O caso mais recente envolve Tomb Raider: Legacy of Atlantis, apresentado pela Crystal Dynamics e Flying Wild Hog durante o State of Play. O trailer conquistou fãs com uma Lara Croft que muitos esperavam rever. Os comentários nas redes eram positivos: “Essa é a Lara que eu lembro!”
O problema? Logo após o entusiasmo inicial, a decepção bateu. A página do jogo no Steam trouxe um aviso dizendo que ferramentas de IA foram utilizadas durante o desenvolvimento para “acelerar a exploração de ideias e criar conteúdo temporário de desenvolvimento”. A Crystal Dynamics garantiu que “qualquer asset assistido por IA foi posteriormente substituído ou refinado manualmente” para manter a visão criativa da equipe.
A situação reflete um padrão crescente: produtoras usam inteligência artificial para ganhar tempo e eficiência no processo criativo, mas acabam gerando desconfiança entre jogadores. Mesmo com as garantias de que o produto final é “feito por humanos”, a simples menção da IA já gera ceticismo.

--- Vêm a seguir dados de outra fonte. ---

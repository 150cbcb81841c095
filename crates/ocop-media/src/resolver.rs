//! Reference resolution.

use serde::{Deserialize, Serialize};

use crate::{ImageRef, ReferenceKind, classify};

/// API base used when nothing is configured.
pub const DEFAULT_BASE_URL: &str = "http://localhost:5000/api";

/// Shown wherever an image reference is missing.
pub const DEFAULT_PLACEHOLDER_URL: &str =
    "https://via.placeholder.com/300x300?text=No+Image";

const API_SUFFIX: &str = "/api";

// ---------------------------------------------------------------------------
// ResolverConfig
// ---------------------------------------------------------------------------

/// Settings for a [`Resolver`].
#[derive(Debug, Clone, PartialEq, Eq, Serialize, Deserialize)]
pub struct ResolverConfig {
    /// The API base URL, usually the same one the auth gateway uses.
    /// A trailing `/api` is stripped to get the origin files are served from.
    pub base_url: String,

    /// Returned for missing references.
    pub placeholder_url: String,
}

impl Default for ResolverConfig {
    fn default() -> Self {
        Self {
            base_url: DEFAULT_BASE_URL.to_string(),
            placeholder_url: DEFAULT_PLACEHOLDER_URL.to_string(),
        }
    }
}

// ---------------------------------------------------------------------------
// Resolver
// ---------------------------------------------------------------------------

/// Turns image references into renderable URLs.
///
/// The origin (base URL minus its `/api` suffix) is computed once, at
/// construction.
#[derive(Debug, Clone, PartialEq, Eq)]
pub struct Resolver {
    origin: String,
    placeholder: String,
}

impl Resolver {
    /// Creates a resolver from its config.
    pub fn new(config: &ResolverConfig) -> Self {
        Self {
            origin: strip_api_suffix(&config.base_url).to_string(),
            placeholder: config.placeholder_url.clone(),
        }
    }

    /// The origin relative references are joined to.
    pub fn origin(&self) -> &str {
        &self.origin
    }

    /// The URL returned for missing references.
    pub fn placeholder(&self) -> &str {
        &self.placeholder
    }

    /// Resolves one reference.
    ///
    /// | kind            | result                         |
    /// |-----------------|--------------------------------|
    /// | missing         | placeholder                    |
    /// | `data:`         | unchanged                      |
    /// | `http(s)://`    | unchanged                      |
    /// | `/path`         | `origin + "/path"`             |
    /// | `path`          | `origin + "/" + "path"`        |
    pub fn resolve(&self, reference: Option<&str>) -> String {
        match classify(reference) {
            ReferenceKind::Missing => self.placeholder.clone(),
            ReferenceKind::InlineData(data) => data.to_string(),
            ReferenceKind::Absolute(url) => url.to_string(),
            ReferenceKind::RootRelative(path) => format!("{}{path}", self.origin),
            ReferenceKind::Relative(path) => format!("{}/{path}", self.origin),
        }
    }

    /// Resolves the cover image of a list: the first entry flagged primary,
    /// else the first entry, else the placeholder.
    ///
    /// A selected entry without a URL resolves to the placeholder; the
    /// search doesn't move on to the next entry.
    pub fn resolve_primary(&self, images: &[ImageRef]) -> String {
        let selected = images
            .iter()
            .find(|image| image.is_primary)
            .or_else(|| images.first());
        self.resolve(selected.and_then(|image| image.url.as_deref()))
    }

    /// Resolves every entry, in order. For galleries.
    pub fn resolve_all(&self, images: &[ImageRef]) -> Vec<String> {
        images
            .iter()
            .map(|image| self.resolve(image.url.as_deref()))
            .collect()
    }
}

impl Default for Resolver {
    fn default() -> Self {
        Self::new(&ResolverConfig::default())
    }
}

/// Resolves one reference against `base_url`, with the default placeholder.
pub fn resolve(reference: Option<&str>, base_url: &str) -> String {
    resolver_for(base_url).resolve(reference)
}

/// Resolves the cover image of a list against `base_url`, with the default
/// placeholder.
pub fn resolve_primary(images: &[ImageRef], base_url: &str) -> String {
    resolver_for(base_url).resolve_primary(images)
}

fn resolver_for(base_url: &str) -> Resolver {
    Resolver::new(&ResolverConfig {
        base_url: base_url.to_string(),
        ..ResolverConfig::default()
    })
}

/// Removes trailing slashes and a trailing `/api` segment:
/// `http://localhost:5000/api/` → `http://localhost:5000`.
pub fn strip_api_suffix(base_url: &str) -> &str {
    let base = base_url.trim().trim_end_matches('/');
    let split = base.len().saturating_sub(API_SUFFIX.len());
    match base.get(split..) {
        Some(tail) if tail.eq_ignore_ascii_case(API_SUFFIX) => {
            base[..split].trim_end_matches('/')
        }
        _ => base,
    }
}

#[cfg(test)]
mod tests {
    use super::*;

    const BASE: &str = "http://localhost:5000/api";

    fn resolver() -> Resolver {
        Resolver::new(&ResolverConfig {
            base_url: BASE.into(),
            placeholder_url: "https://img/none.png".into(),
        })
    }

    // =====================================================================
    // strip_api_suffix()
    // =====================================================================

    #[test]
    fn test_strip_api_suffix_variants() {
        assert_eq!(strip_api_suffix(BASE), "http://localhost:5000");
        assert_eq!(
            strip_api_suffix("http://localhost:5000/api/"),
            "http://localhost:5000"
        );
        assert_eq!(
            strip_api_suffix("http://localhost:5000/API"),
            "http://localhost:5000"
        );
        assert_eq!(
            strip_api_suffix("http://localhost:5000"),
            "http://localhost:5000"
        );
        assert_eq!(
            strip_api_suffix("http://localhost:5000/"),
            "http://localhost:5000"
        );
    }

    #[test]
    fn test_strip_api_suffix_only_whole_segment() {
        // "/rapi" ends in "api" but isn't an /api segment.
        assert_eq!(strip_api_suffix("http://h/rapi"), "http://h/rapi");
        assert_eq!(strip_api_suffix("http://h/api/v1"), "http://h/api/v1");
    }

    #[test]
    fn test_strip_api_suffix_short_and_empty_input() {
        assert_eq!(strip_api_suffix(""), "");
        assert_eq!(strip_api_suffix("/api"), "");
        assert_eq!(strip_api_suffix("pi"), "pi");
    }

    // =====================================================================
    // Resolver::resolve()
    // =====================================================================

    #[test]
    fn test_resolve_missing_returns_placeholder() {
        assert_eq!(resolver().resolve(None), "https://img/none.png");
        assert_eq!(resolver().resolve(Some("   ")), "https://img/none.png");
    }

    #[test]
    fn test_resolve_inline_and_absolute_unchanged() {
        let r = resolver();
        assert_eq!(
            r.resolve(Some("data:image/png;base64,AAAA")),
            "data:image/png;base64,AAAA"
        );
        assert_eq!(
            r.resolve(Some("https://cdn.x/a.png")),
            "https://cdn.x/a.png"
        );
    }

    #[test]
    fn test_resolve_relative_forms_join_origin() {
        let r = resolver();
        assert_eq!(
            r.resolve(Some("/uploads/a.png")),
            "http://localhost:5000/uploads/a.png"
        );
        assert_eq!(r.resolve(Some("a.png")), "http://localhost:5000/a.png");
        assert_eq!(
            r.resolve(Some("uploads/b.jpg")),
            "http://localhost:5000/uploads/b.jpg"
        );
    }

    #[test]
    fn test_resolve_default_resolver_uses_defaults() {
        let r = Resolver::default();
        assert_eq!(r.origin(), "http://localhost:5000");
        assert_eq!(r.placeholder(), DEFAULT_PLACEHOLDER_URL);
    }

    // =====================================================================
    // Resolver::resolve_primary() / resolve_all()
    // =====================================================================

    #[test]
    fn test_resolve_primary_prefers_flagged_entry() {
        let images = [ImageRef::new("a.png"), ImageRef::primary("b.png")];
        assert_eq!(
            resolver().resolve_primary(&images),
            "http://localhost:5000/b.png"
        );
    }

    #[test]
    fn test_resolve_primary_first_flagged_wins() {
        let images = [
            ImageRef::new("a.png"),
            ImageRef::primary("b.png"),
            ImageRef::primary("c.png"),
        ];
        assert_eq!(
            resolver().resolve_primary(&images),
            "http://localhost:5000/b.png"
        );
    }

    #[test]
    fn test_resolve_primary_falls_back_to_first() {
        let images = [ImageRef::new("/uploads/a.png"), ImageRef::new("b.png")];
        assert_eq!(
            resolver().resolve_primary(&images),
            "http://localhost:5000/uploads/a.png"
        );
    }

    #[test]
    fn test_resolve_primary_empty_list_returns_placeholder() {
        assert_eq!(resolver().resolve_primary(&[]), "https://img/none.png");
    }

    #[test]
    fn test_resolve_primary_selected_entry_without_url_is_placeholder() {
        let images = [
            ImageRef {
                url: None,
                is_primary: true,
            },
            ImageRef::new("b.png"),
        ];
        assert_eq!(resolver().resolve_primary(&images), "https://img/none.png");
    }

    #[test]
    fn test_resolve_all_keeps_order() {
        let images = [
            ImageRef::new("a.png"),
            ImageRef::default(),
            ImageRef::new("https://cdn.x/c.png"),
        ];
        assert_eq!(
            resolver().resolve_all(&images),
            vec![
                "http://localhost:5000/a.png".to_string(),
                "https://img/none.png".to_string(),
                "https://cdn.x/c.png".to_string(),
            ]
        );
    }
}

Para a comunidade gamer brasileira e mundial, a questão persiste: até que ponto a IA pode ser ferramenta legítima sem comprometer a autenticidade artística? A Crystal Dynamics argumenta que a tecnologia apenas acelera iterações, enquanto o conteúdo finalizado permanece genuinamente humano.
O Summer Game Fest deve trazer mais desses anúncios polêmicos. Prepare-se: provavelmente veremos muitos trailers incríveis seguidos do incômodo “Ugh, esse jogo usado IA também”.